Unfortunately, snow required me to cancel an in-class workshop and to integrate a shorter presentation and activity during which they reviewed various examples of digital commonplace books. I encouraged them to come to office hours for help and to seek support from our campus’s Digital Communication Center. Some students asked me for further guidance at a conceptual level, and only a few asked me to review preliminary posts and give feedback. I was worried when four or five people stayed after class the week before final presentations (late April) to say they hadn’t even started yet. Had they not been journaling/taking notes on the previous four weeks of readings and class discussions? Apparently, these students had not.

This student used Pinterest to create her project.

It turned out that the biggest challenge this assignment presented was not the digital component. All semester, in fact, a big chunk of the class had struggled to manage the assigned readings. In keeping with departmental guidelines for 300-level History courses, each class period rested on the equivalent of two scholarly journal essays; sometimes the readings were a chapter of the common text, Thomas Cauvin’s Public History, and an article; sometimes I paired the assigned chapter or article for the day with a meaty public history product like a podcast, a furnishing plan, or a set of posts on a professional website. While I don’t doubt that the students were reading, most of them seemed to be reading passively and selectively, skimming to get the general jist of things, especially as Spring arrived and the end of the semester neared. That isn’t new. For years now, I have bemoaned the wide range of literacy skills possessed by undergraduates; even History majors often lack the ability to identify arguments, take effective notes, and synthesize ideas and information from multiple sources. A commonplace book, by definition, is a tool for improving literacy and erudition. The ones who did really well on this assignment, then, were those who did well overall, who usually (though not every day) read carefully and deeply, conveyed their engagement with the readings verbally and on quizzes, and who took responsibility for their own learning rather than supplying what they thought I wanted.

Overall, I think the digital commonplace book is a good idea and worth trying again. Multiple students conveyed in their posts/annotations a sophisticated grasp of public history, such as the one who clearly connected readings on the field’s shift toward social activism to Montpelier’s “The Mere Distinction of Colour” closing video with its overt visual ties to #BlackLivesMatter.(https://taintedbyliberty.tumblr.com/) Some also used the project to dive more deeply into an especially appealing aspect of public history.

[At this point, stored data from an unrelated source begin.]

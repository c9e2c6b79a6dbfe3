//! Integration tests for the worker group runner.

use std::sync::Arc;
use std::time::Duration;

use fleet_machine_agent::lifecycle::{run_group, LifecycleHandle, Task, Worker};
use fleet_machine_agent::AgentError;
use rstest::rstest;

/// A worker that finishes on its own after `delay`, failing if `fail` is set.
fn timed(parent: &LifecycleHandle, name: &'static str, delay_secs: u64, fail: bool) -> Arc<dyn Worker> {
    Arc::new(Task::spawn(name, parent, move |lifecycle| async move {
        tokio::select! {
            _ = lifecycle.dying() => Ok(()),
            _ = tokio::time::sleep(Duration::from_secs(delay_secs)) => {
                if fail {
                    Err(AgentError::worker(name, "failed"))
                } else {
                    Ok(())
                }
            }
        }
    }))
}

#[rstest]
#[case::first_worker_fails_first(0, [1, 2, 3])]
#[case::middle_worker_fails_first(1, [2, 1, 3])]
#[case::last_worker_fails_first(2, [3, 2, 1])]
#[tokio::test(start_paused = true)]
async fn test_single_failure_is_reported(#[case] failing: usize, #[case] delays: [u64; 3]) {
    let names = ["a", "b", "c"];
    let parent = LifecycleHandle::new();
    let workers: Vec<Arc<dyn Worker>> = (0..3)
        .map(|i| timed(&parent, names[i], delays[i], i == failing))
        .collect();

    let err = run_group(std::future::pending(), &workers).await.unwrap_err();
    assert_eq!(err.to_string(), format!("{}: failed", names[failing]));
}

/// A worker that fails only once it has been asked to stop.
fn fails_on_stop(parent: &LifecycleHandle, name: &'static str) -> Arc<dyn Worker> {
    Arc::new(Task::spawn(name, parent, move |lifecycle| async move {
        lifecycle.dying().await;
        Err(AgentError::worker(name, "could not flush on shutdown"))
    }))
}

#[rstest]
#[case::cancelled(true)]
#[case::sibling_exited(false)]
#[tokio::test(start_paused = true)]
async fn test_error_while_stopping_is_reported(#[case] cancelled: bool) {
    let parent = LifecycleHandle::new();
    let first = if cancelled {
        timed(&parent, "a", 100, false)
    } else {
        timed(&parent, "a", 1, false)
    };
    let workers: Vec<Arc<dyn Worker>> = vec![first, fails_on_stop(&parent, "flush")];

    let cancel = async move {
        if cancelled {
            tokio::time::sleep(Duration::from_secs(1)).await;
        } else {
            std::future::pending::<()>().await;
        }
    };
    let err = run_group(cancel, &workers).await.unwrap_err();
    assert_eq!(err.to_string(), "flush: could not flush on shutdown");
}

#[rstest]
#[case::one_worker(1)]
#[case::three_workers(3)]
#[tokio::test(start_paused = true)]
async fn test_clean_workers_return_ok(#[case] count: usize) {
    let parent = LifecycleHandle::new();
    let workers: Vec<Arc<dyn Worker>> = (0..count)
        .map(|i| timed(&parent, "clean", i as u64 + 1, false))
        .collect();

    assert!(run_group(std::future::pending(), &workers).await.is_ok());
}

#[tokio::test(start_paused = true)]
async fn test_cancel_before_any_exit_returns_ok() {
    let parent = LifecycleHandle::new();
    let workers: Vec<Arc<dyn Worker>> = vec![
        timed(&parent, "a", 10, true),
        timed(&parent, "b", 20, true),
    ];

    let cancel = tokio::time::sleep(Duration::from_secs(1));
    assert!(run_group(cancel, &workers).await.is_ok());

    // Both were stopped before their failures could happen.
    for worker in &workers {
        assert!(worker.wait().await.is_ok());
    }
}

#[tokio::test(start_paused = true)]
async fn test_cancel_from_lifecycle() {
    let owner = LifecycleHandle::new();
    let cycle = owner.child();
    let workers: Vec<Arc<dyn Worker>> = vec![timed(&cycle, "a", 100, false)];

    let group = tokio::spawn({
        let cycle = cycle.clone();
        async move { run_group(cycle.dying(), &workers).await }
    });

    owner.kill(None);
    assert!(group.await.unwrap().is_ok());
    cycle.kill(None);
    cycle.done();
    assert!(cycle.wait().await.is_ok());
}
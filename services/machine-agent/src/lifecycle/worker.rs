//! Worker contract and the task helper concrete workers are built on.

use std::fmt;
use std::future::Future;
use std::sync::Arc;

use async_trait::async_trait;
use tokio::sync::watch;
use tracing::{debug, error, info};
use ulid::Ulid;

use super::handle::LifecycleHandle;
use crate::error::{AgentError, Result};

/// Opaque identity of one running worker task.
#[derive(Debug, Clone, Copy, PartialEq, Eq, Hash)]
pub struct WorkerId(Ulid);

impl WorkerId {
    pub const PREFIX: &'static str = "wrk";

    #[must_use]
    pub fn new() -> Self {
        Self(Ulid::new())
    }
}

impl Default for WorkerId {
    fn default() -> Self {
        Self::new()
    }
}

impl fmt::Display for WorkerId {
    fn fmt(&self, f: &mut fmt::Formatter<'_>) -> fmt::Result {
        write!(f, "{}_{}", Self::PREFIX, self.0)
    }
}

/// A long-running task that takes part in a supervised group.
///
/// Workers report failure only through their own termination result; they
/// never write to the group's shared lifecycle.
#[async_trait]
pub trait Worker: Send + Sync {
    /// Worker name for logging.
    fn name(&self) -> &str;

    /// Identity of the running task.
    fn id(&self) -> WorkerId;

    /// Resolves once the task has terminated, with its terminal result.
    async fn wait(&self) -> Result<()>;

    /// Ask the task to stop and wait for it to terminate.
    ///
    /// Safe to call any number of times, including after the task has
    /// already stopped on its own. Returns the terminal result.
    async fn stop(&self) -> Result<()>;
}

/// A worker body running on its own tokio task.
///
/// The body receives the task's own lifecycle and should return once that
/// lifecycle starts dying. The task lifecycle is linked to a parent, so a
/// dying parent stops the task as well.
///
/// The terminal result is whatever the body returned, independent of why
/// the lifecycle was killed.
#[derive(Debug)]
pub struct Task {
    name: String,
    id: WorkerId,
    lifecycle: LifecycleHandle,
    result: Arc<watch::Sender<Option<Result<()>>>>,
}

impl Task {
    /// Spawn `body` as a new task bound to `parent`.
    pub fn spawn<F, Fut>(name: impl Into<String>, parent: &LifecycleHandle, body: F) -> Self
    where
        F: FnOnce(LifecycleHandle) -> Fut,
        Fut: Future<Output = Result<()>> + Send + 'static,
    {
        let name = name.into();
        let id = WorkerId::new();
        let lifecycle = LifecycleHandle::new();
        lifecycle.link(parent);

        let body = tokio::spawn(body(lifecycle.clone()));

        let (result_tx, _) = watch::channel(None);
        let result_tx = Arc::new(result_tx);

        let task_name = name.clone();
        let task_lifecycle = lifecycle.clone();
        let task_result = Arc::clone(&result_tx);
        tokio::spawn(async move {
            let result = match body.await {
                Ok(result) => result,
                Err(e) => {
                    error!(worker = %task_name, worker_id = %id, error = %e, "Worker task panicked");
                    Err(AgentError::worker(&task_name, format!("task failed: {e}")))
                }
            };

            match &result {
                Ok(()) => debug!(worker = %task_name, worker_id = %id, "Worker stopped"),
                Err(e) => debug!(worker = %task_name, worker_id = %id, error = %e, "Worker stopped with error"),
            }

            task_lifecycle.kill(result.as_ref().err().cloned());
            task_result.send_replace(Some(result));
            task_lifecycle.done();
        });

        info!(worker = %name, worker_id = %id, "Started worker");

        Self {
            name,
            id,
            lifecycle,
            result: result_tx,
        }
    }

    /// The task's own lifecycle.
    pub fn lifecycle(&self) -> &LifecycleHandle {
        &self.lifecycle
    }
}

#[async_trait]
impl Worker for Task {
    fn name(&self) -> &str {
        &self.name
    }

    fn id(&self) -> WorkerId {
        self.id
    }

    async fn wait(&self) -> Result<()> {
        let mut rx = self.result.subscribe();
        let outcome = match rx.wait_for(Option::is_some).await {
            Ok(result) => result.clone().unwrap_or(Ok(())),
            Err(_) => Err(AgentError::worker(&self.name, "task result lost")),
        };
        outcome
    }

    async fn stop(&self) -> Result<()> {
        self.lifecycle.kill(None);
        self.wait().await
    }
}
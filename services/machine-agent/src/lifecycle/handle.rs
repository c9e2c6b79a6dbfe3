//! Shared kill/dying/dead latch for a group of cooperating tasks.
//!
//! A [`LifecycleHandle`] moves through `Alive -> Dying -> Dead`:
//! - `kill` moves an alive handle to `Dying` and records the reason. The first
//!   kill wins; later kills leave the recorded reason untouched.
//! - `dying` resolves as soon as the handle has left `Alive`.
//! - `done` is called once by the owner, after every dependent task has
//!   stopped, and moves the handle to `Dead`.
//! - `wait` resolves once the handle is `Dead` and yields the recorded reason.
//!
//! The state lives in a `watch` channel so transitions are atomic and every
//! subscriber observes them.

use std::future::Future;
use std::sync::Arc;

use tokio::sync::watch;
use tracing::trace;

use crate::error::{AgentError, Result};

/// Lifecycle states.
#[derive(Debug, Clone, Copy, PartialEq, Eq)]
pub enum LifecycleState {
    /// Running; no kill has been requested.
    Alive,
    /// Kill requested; dependents are winding down.
    Dying,
    /// Every dependent has stopped.
    Dead,
}

#[derive(Debug)]
struct Inner {
    state: LifecycleState,
    /// Set at most once, by the kill that moved the handle out of `Alive`.
    /// `None` after that kill means a clean stop.
    reason: Option<AgentError>,
}

/// Cloneable handle to a shared lifecycle.
#[derive(Debug, Clone)]
pub struct LifecycleHandle {
    tx: Arc<watch::Sender<Inner>>,
}

impl LifecycleHandle {
    /// Create a new alive handle.
    pub fn new() -> Self {
        let (tx, _) = watch::channel(Inner {
            state: LifecycleState::Alive,
            reason: None,
        });
        Self { tx: Arc::new(tx) }
    }

    /// Request termination, recording `reason` if this is the first request.
    pub fn kill(&self, reason: Option<AgentError>) {
        let killed = self.tx.send_if_modified(|inner| {
            if inner.state != LifecycleState::Alive {
                return false;
            }
            inner.state = LifecycleState::Dying;
            inner.reason = reason;
            true
        });

        if killed {
            trace!("Lifecycle dying");
        }
    }

    /// Resolves once the handle has left `Alive`.
    ///
    /// The returned future owns its subscription, so it can be moved into
    /// another task.
    pub fn dying(&self) -> impl Future<Output = ()> + Send + 'static {
        let mut rx = self.tx.subscribe();
        async move {
            let _ = rx
                .wait_for(|inner| inner.state != LifecycleState::Alive)
                .await;
        }
    }

    /// Mark every dependent as stopped.
    ///
    /// # Panics
    ///
    /// Panics if the handle was never killed or is already dead. Either case
    /// means the owner has lost track of its tasks.
    pub fn done(&self) {
        let mut prior = LifecycleState::Alive;
        self.tx.send_if_modified(|inner| {
            prior = inner.state;
            if prior != LifecycleState::Dying {
                return false;
            }
            inner.state = LifecycleState::Dead;
            true
        });

        match prior {
            LifecycleState::Dying => trace!("Lifecycle dead"),
            LifecycleState::Alive => panic!("lifecycle: done called while still alive"),
            LifecycleState::Dead => panic!("lifecycle: done called twice"),
        }
    }

    /// Wait until the handle is `Dead` and return the recorded reason.
    pub async fn wait(&self) -> Result<()> {
        let mut rx = self.tx.subscribe();
        let dead = rx
            .wait_for(|inner| inner.state == LifecycleState::Dead)
            .await;
        match dead.ok().and_then(|inner| inner.reason.clone()) {
            Some(err) => Err(err),
            None => Ok(()),
        }
    }

    /// The recorded reason without blocking.
    ///
    /// Returns [`AgentError::StillAlive`] if the handle has not been killed,
    /// which keeps "never killed" apart from "killed cleanly".
    pub fn err(&self) -> Result<()> {
        let inner = self.tx.borrow();
        match (&inner.state, &inner.reason) {
            (LifecycleState::Alive, _) => Err(AgentError::StillAlive),
            (_, Some(err)) => Err(err.clone()),
            (_, None) => Ok(()),
        }
    }

    /// Current state.
    pub fn state(&self) -> LifecycleState {
        self.tx.borrow().state
    }

    /// Whether no kill has been requested yet.
    pub fn is_alive(&self) -> bool {
        self.state() == LifecycleState::Alive
    }

    /// Create a fresh handle that is killed cleanly when this one starts
    /// dying. Killing the child does not affect this handle.
    ///
    /// Must be called from within a tokio runtime.
    pub fn child(&self) -> LifecycleHandle {
        let child = LifecycleHandle::new();
        child.link(self);
        child
    }

    /// Kill this handle cleanly once `parent` starts dying.
    pub(crate) fn link(&self, parent: &LifecycleHandle) {
        let parent_dying = parent.dying();
        let own_dying = self.dying();
        let handle = self.clone();
        tokio::spawn(async move {
            tokio::select! {
                _ = parent_dying => handle.kill(None),
                _ = own_dying => {}
            }
        });
    }
}

impl Default for LifecycleHandle {
    fn default() -> Self {
        Self::new()
    }
}
//! Machine-state reconciler.
//!
//! Polls the machine's life and assigned units. Newly assigned units are
//! deployed, units that are no longer assigned are recalled. A dead machine
//! ends the worker.

use std::collections::BTreeSet;
use std::sync::Arc;
use std::time::Duration;

use async_trait::async_trait;
use tokio::sync::RwLock;
use tracing::{debug, info};

use crate::error::{AgentError, Result};
use crate::lifecycle::{LifecycleHandle, Task, Worker, WorkerId};
use crate::store::{Life, Machine};

/// Reconciles deployed units for one machine.
pub struct Machiner {
    task: Task,
    deployed: Arc<RwLock<BTreeSet<String>>>,
}

impl Machiner {
    pub const NAME: &'static str = "machiner";

    /// Start the reconciler for `machine`.
    pub fn new(machine: Arc<dyn Machine>, parent: &LifecycleHandle, poll_interval: Duration) -> Self {
        let deployed = Arc::new(RwLock::new(BTreeSet::new()));
        let task = Task::spawn(Self::NAME, parent, {
            let deployed = Arc::clone(&deployed);
            move |lifecycle| run(machine, lifecycle, poll_interval, deployed)
        });

        Self { task, deployed }
    }

    /// Units currently deployed, sorted.
    pub async fn deployed(&self) -> Vec<String> {
        self.deployed.read().await.iter().cloned().collect()
    }
}

#[async_trait]
impl Worker for Machiner {
    fn name(&self) -> &str {
        self.task.name()
    }

    fn id(&self) -> WorkerId {
        self.task.id()
    }

    async fn wait(&self) -> Result<()> {
        self.task.wait().await
    }

    async fn stop(&self) -> Result<()> {
        self.task.stop().await
    }
}

async fn run(
    machine: Arc<dyn Machine>,
    lifecycle: LifecycleHandle,
    poll_interval: Duration,
    deployed: Arc<RwLock<BTreeSet<String>>>,
) -> Result<()> {
    info!(machine_id = %machine.id(), "Starting machiner");

    let dying = lifecycle.dying();
    tokio::pin!(dying);
    let mut ticker = tokio::time::interval(poll_interval);

    loop {
        tokio::select! {
            _ = &mut dying => {
                debug!(machine_id = %machine.id(), "Machiner shutting down");
                return Ok(());
            }
            _ = ticker.tick() => reconcile(machine.as_ref(), &deployed).await?,
        }
    }
}

async fn reconcile(machine: &dyn Machine, deployed: &RwLock<BTreeSet<String>>) -> Result<()> {
    if machine.life().await? == Life::Dead {
        return Err(AgentError::MachineDead(machine.id()));
    }

    let assigned: BTreeSet<String> = machine.units().await?.into_iter().collect();
    let mut deployed = deployed.write().await;

    for unit in deployed.difference(&assigned) {
        info!(machine_id = %machine.id(), unit = %unit, "Recalling unit");
    }
    for unit in assigned.difference(&deployed) {
        info!(machine_id = %machine.id(), unit = %unit, "Deploying unit");
    }

    *deployed = assigned;
    Ok(())
}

Here are two additional projects:

https://montpelierenslavedcommunity.tumblr.com/

https://www.instagram.com/teaching_publichistory/

Now that I have multiple good examples, it will be easier for everyone to understand the end goal. Despite a detailed, two-page prompt, a lot of in-class explanation, and a rubric, some students simply couldn’t imagine a product that fell outside the “write an essay” paradigm. In fact, several produced sites with posts that read more like a single, coherent narrative. Some unfortunately used their project primarily to offer reactions to or recollections of the Montpelier field trip, rather than engaging course materials, while some made egregious errors that revealed their fundamental misunderstanding of a concept, interpretive strategy, or author. These problems occur with any assignment, of course, and I am still reflecting on how to help students avoid them. Would Hypothes.is help model close reading, for example? Or should I assign analog commonplacing for a few days to provide early feedback? I think both sound appropriate.

Thanks for reading. In a future post, I’ll describe the Confederate monument glideshow project mentioned above. It is based on a glideshow created by Jim Leloudis to explain the history of UNC-Chapel Hill’s Silent Sam monument. Like the digital commonplace book, it required students to go beyond the essay (which is what my students do for the Sanborn map-cultural landscape project) and produce something more “public.”